Copy out each line of the data below in which the string "impl" appears.

RECORD EXTRACTS START

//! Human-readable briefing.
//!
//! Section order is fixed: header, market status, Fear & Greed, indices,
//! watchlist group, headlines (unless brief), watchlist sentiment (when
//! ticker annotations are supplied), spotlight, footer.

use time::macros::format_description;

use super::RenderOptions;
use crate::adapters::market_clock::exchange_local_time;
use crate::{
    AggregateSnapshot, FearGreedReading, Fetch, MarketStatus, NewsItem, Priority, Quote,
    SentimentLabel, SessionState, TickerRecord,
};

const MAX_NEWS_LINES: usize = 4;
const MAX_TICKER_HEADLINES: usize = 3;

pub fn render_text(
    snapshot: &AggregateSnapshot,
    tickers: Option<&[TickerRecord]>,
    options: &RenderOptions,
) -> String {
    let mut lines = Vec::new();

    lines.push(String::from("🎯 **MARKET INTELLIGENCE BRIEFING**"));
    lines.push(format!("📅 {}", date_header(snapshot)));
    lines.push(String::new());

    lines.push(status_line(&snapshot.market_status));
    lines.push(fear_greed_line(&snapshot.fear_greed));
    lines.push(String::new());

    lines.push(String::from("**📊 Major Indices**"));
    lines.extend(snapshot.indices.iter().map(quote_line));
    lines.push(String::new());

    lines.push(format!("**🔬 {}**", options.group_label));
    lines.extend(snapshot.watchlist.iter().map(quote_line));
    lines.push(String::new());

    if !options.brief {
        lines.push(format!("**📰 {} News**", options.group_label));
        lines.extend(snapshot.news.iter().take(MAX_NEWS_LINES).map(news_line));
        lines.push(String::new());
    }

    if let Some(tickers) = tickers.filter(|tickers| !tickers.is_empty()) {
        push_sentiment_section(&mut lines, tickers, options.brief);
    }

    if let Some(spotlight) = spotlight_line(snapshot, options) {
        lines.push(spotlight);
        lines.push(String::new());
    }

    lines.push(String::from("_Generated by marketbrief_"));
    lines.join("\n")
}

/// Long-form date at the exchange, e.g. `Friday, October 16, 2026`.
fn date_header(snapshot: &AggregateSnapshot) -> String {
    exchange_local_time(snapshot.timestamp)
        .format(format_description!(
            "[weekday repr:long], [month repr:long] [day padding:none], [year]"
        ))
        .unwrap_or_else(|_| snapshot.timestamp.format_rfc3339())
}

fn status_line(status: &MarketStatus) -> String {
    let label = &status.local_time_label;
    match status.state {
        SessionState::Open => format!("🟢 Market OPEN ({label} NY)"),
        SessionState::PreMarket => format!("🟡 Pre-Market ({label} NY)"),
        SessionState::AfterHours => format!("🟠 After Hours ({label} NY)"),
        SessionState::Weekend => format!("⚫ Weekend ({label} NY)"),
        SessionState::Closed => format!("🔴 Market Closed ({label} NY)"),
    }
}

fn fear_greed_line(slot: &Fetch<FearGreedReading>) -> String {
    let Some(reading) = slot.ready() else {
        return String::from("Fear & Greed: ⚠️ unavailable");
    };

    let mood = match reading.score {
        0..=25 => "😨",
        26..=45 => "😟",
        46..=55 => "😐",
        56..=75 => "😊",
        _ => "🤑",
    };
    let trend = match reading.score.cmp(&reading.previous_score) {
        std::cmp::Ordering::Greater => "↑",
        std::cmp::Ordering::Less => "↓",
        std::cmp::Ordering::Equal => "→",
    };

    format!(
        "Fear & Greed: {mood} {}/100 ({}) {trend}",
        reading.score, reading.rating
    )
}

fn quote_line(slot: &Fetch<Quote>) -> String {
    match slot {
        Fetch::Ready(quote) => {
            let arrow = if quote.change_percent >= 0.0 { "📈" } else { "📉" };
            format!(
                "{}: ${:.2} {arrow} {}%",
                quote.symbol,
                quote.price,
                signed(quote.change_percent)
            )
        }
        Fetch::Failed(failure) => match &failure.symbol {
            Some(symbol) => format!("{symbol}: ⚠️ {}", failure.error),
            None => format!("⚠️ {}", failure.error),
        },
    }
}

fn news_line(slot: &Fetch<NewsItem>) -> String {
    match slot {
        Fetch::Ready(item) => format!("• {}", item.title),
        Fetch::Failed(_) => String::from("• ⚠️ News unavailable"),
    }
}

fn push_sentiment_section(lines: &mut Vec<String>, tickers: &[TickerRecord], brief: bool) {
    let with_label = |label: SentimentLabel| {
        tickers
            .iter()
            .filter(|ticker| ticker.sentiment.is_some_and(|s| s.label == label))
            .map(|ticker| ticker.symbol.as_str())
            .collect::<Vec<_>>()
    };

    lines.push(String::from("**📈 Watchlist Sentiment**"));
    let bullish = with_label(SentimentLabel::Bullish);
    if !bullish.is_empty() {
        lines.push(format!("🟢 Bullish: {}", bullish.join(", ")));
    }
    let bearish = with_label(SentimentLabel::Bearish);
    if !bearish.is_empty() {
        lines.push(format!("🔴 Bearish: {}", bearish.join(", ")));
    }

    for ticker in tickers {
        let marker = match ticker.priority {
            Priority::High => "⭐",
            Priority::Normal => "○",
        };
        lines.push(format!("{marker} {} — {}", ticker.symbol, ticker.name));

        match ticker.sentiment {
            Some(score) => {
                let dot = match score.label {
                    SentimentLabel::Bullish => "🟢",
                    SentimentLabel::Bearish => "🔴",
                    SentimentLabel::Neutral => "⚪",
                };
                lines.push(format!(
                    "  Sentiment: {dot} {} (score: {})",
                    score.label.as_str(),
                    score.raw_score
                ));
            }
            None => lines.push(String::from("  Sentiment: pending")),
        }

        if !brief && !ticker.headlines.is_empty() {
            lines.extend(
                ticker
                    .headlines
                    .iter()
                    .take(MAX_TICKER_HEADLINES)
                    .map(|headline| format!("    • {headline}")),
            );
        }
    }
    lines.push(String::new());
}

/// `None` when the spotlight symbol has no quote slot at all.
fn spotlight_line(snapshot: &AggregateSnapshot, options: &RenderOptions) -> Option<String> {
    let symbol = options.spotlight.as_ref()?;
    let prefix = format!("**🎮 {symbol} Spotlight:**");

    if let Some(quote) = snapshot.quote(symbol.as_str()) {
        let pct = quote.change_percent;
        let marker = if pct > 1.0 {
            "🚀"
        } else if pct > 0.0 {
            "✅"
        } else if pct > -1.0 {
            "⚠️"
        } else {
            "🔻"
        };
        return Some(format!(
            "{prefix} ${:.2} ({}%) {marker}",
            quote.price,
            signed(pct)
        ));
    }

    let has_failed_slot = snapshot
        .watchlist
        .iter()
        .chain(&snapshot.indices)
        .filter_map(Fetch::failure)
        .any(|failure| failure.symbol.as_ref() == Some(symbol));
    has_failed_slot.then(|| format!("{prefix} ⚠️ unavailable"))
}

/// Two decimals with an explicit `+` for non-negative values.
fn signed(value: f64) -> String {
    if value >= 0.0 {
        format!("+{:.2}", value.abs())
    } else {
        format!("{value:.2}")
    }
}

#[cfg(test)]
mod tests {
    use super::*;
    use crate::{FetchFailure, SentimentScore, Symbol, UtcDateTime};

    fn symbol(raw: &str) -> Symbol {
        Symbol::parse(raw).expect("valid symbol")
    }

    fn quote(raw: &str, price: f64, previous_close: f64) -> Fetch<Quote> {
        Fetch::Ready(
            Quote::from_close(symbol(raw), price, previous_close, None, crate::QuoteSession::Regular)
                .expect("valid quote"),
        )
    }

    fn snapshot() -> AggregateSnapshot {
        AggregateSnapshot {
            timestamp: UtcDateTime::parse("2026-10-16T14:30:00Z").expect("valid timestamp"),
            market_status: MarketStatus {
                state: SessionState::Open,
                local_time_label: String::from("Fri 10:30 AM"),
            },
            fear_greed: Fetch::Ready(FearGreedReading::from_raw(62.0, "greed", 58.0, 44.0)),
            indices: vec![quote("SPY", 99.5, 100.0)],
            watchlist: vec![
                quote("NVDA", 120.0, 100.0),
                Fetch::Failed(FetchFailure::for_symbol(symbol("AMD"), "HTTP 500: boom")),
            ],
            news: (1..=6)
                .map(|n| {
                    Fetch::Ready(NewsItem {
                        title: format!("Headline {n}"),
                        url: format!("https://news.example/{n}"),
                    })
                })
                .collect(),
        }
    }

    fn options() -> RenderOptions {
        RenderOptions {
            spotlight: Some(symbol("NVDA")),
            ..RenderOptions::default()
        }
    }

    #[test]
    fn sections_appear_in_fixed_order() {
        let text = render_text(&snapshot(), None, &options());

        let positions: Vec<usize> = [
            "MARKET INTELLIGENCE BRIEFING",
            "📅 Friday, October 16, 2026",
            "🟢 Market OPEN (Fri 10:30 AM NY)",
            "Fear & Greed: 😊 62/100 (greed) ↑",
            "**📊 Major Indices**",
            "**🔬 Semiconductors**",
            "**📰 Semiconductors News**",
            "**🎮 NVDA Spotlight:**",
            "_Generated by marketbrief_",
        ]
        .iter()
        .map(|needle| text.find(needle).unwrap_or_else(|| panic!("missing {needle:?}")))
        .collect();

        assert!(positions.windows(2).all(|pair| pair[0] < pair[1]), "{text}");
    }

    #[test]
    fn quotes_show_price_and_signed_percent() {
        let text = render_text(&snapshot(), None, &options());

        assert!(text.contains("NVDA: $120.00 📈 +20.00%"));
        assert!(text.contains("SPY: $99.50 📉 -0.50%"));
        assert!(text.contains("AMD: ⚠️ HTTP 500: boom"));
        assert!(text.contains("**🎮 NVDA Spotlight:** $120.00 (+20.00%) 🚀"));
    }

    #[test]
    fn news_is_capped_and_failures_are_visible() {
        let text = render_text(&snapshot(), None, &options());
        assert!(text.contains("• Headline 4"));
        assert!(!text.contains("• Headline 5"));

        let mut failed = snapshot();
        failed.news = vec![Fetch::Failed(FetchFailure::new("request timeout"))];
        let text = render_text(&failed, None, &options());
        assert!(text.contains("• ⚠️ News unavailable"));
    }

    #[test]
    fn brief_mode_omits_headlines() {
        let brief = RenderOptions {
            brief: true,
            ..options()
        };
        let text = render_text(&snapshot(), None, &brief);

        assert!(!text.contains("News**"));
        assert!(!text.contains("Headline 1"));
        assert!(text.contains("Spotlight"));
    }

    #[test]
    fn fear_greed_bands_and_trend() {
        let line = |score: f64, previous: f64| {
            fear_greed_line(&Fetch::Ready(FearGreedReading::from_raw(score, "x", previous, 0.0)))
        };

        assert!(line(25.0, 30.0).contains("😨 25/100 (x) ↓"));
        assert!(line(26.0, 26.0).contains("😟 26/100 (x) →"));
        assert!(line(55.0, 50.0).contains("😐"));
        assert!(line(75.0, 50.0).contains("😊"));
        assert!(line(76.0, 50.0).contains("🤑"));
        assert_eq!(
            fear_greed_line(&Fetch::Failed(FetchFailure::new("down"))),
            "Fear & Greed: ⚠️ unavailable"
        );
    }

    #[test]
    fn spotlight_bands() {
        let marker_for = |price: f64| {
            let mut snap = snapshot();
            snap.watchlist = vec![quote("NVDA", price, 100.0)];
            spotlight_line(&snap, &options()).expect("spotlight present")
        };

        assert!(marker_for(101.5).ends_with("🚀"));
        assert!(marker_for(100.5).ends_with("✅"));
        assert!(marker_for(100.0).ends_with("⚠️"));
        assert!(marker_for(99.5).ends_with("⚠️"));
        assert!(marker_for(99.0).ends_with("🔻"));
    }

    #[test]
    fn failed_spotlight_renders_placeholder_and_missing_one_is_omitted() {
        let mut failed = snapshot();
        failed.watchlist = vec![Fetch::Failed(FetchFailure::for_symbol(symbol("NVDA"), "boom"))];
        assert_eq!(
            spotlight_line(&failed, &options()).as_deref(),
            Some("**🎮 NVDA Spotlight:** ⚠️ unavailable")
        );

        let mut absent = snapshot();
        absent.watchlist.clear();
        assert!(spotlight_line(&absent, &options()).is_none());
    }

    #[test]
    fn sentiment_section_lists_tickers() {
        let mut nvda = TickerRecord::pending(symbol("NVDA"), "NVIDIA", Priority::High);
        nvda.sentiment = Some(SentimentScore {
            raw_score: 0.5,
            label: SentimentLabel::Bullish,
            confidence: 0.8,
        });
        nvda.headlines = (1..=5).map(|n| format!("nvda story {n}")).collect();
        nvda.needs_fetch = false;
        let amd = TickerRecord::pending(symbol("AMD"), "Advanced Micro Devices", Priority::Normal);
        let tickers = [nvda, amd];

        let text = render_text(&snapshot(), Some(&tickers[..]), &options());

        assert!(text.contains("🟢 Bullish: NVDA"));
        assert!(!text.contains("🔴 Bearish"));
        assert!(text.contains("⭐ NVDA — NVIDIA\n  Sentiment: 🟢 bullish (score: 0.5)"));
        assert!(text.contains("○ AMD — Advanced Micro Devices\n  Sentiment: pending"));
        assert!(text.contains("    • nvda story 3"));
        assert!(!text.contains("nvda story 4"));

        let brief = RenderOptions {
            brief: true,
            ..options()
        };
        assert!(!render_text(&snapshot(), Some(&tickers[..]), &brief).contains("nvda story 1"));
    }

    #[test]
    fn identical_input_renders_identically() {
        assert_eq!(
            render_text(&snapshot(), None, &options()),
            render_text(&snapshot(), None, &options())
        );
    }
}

RECORD EXTRACTS END
RECORD EXTRACTS START

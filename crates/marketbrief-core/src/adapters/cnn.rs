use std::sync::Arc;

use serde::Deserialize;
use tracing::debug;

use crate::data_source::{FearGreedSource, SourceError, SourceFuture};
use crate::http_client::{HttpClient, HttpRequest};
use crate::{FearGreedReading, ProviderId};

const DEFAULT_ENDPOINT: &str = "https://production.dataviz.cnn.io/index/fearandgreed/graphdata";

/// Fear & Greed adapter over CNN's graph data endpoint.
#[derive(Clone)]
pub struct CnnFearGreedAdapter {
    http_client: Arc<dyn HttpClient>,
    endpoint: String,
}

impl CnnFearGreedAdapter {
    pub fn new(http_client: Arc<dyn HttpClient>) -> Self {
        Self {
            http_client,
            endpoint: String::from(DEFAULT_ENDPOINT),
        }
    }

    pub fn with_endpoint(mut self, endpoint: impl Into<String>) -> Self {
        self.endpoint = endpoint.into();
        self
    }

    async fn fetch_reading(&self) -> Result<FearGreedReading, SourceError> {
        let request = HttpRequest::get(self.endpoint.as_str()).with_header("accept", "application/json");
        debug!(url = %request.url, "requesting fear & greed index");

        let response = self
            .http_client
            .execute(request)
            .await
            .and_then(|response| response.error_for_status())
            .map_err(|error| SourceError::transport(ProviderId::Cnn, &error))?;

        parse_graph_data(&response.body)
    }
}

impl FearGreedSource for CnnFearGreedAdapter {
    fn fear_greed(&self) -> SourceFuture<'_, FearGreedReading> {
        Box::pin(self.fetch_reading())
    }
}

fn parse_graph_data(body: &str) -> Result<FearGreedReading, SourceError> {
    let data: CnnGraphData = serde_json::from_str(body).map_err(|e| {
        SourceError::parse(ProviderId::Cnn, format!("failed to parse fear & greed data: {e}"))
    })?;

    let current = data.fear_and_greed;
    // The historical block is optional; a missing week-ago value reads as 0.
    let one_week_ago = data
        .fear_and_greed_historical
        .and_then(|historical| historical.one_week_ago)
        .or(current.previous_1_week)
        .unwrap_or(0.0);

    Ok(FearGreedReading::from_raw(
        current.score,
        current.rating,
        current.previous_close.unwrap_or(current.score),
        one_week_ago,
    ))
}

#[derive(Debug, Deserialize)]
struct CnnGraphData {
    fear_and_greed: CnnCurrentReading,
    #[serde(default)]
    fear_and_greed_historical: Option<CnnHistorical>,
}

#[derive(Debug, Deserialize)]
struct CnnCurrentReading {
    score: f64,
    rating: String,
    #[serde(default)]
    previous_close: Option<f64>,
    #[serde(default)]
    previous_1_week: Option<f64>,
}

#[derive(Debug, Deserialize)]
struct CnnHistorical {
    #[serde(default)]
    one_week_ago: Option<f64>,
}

RECORD EXTRACTS END

ANSWER
impl CnnFearGreedAdapter {
    pub fn with_endpoint(mut self, endpoint: impl Into<String>) -> Self {
impl FearGreedSource for CnnFearGreedAdapter {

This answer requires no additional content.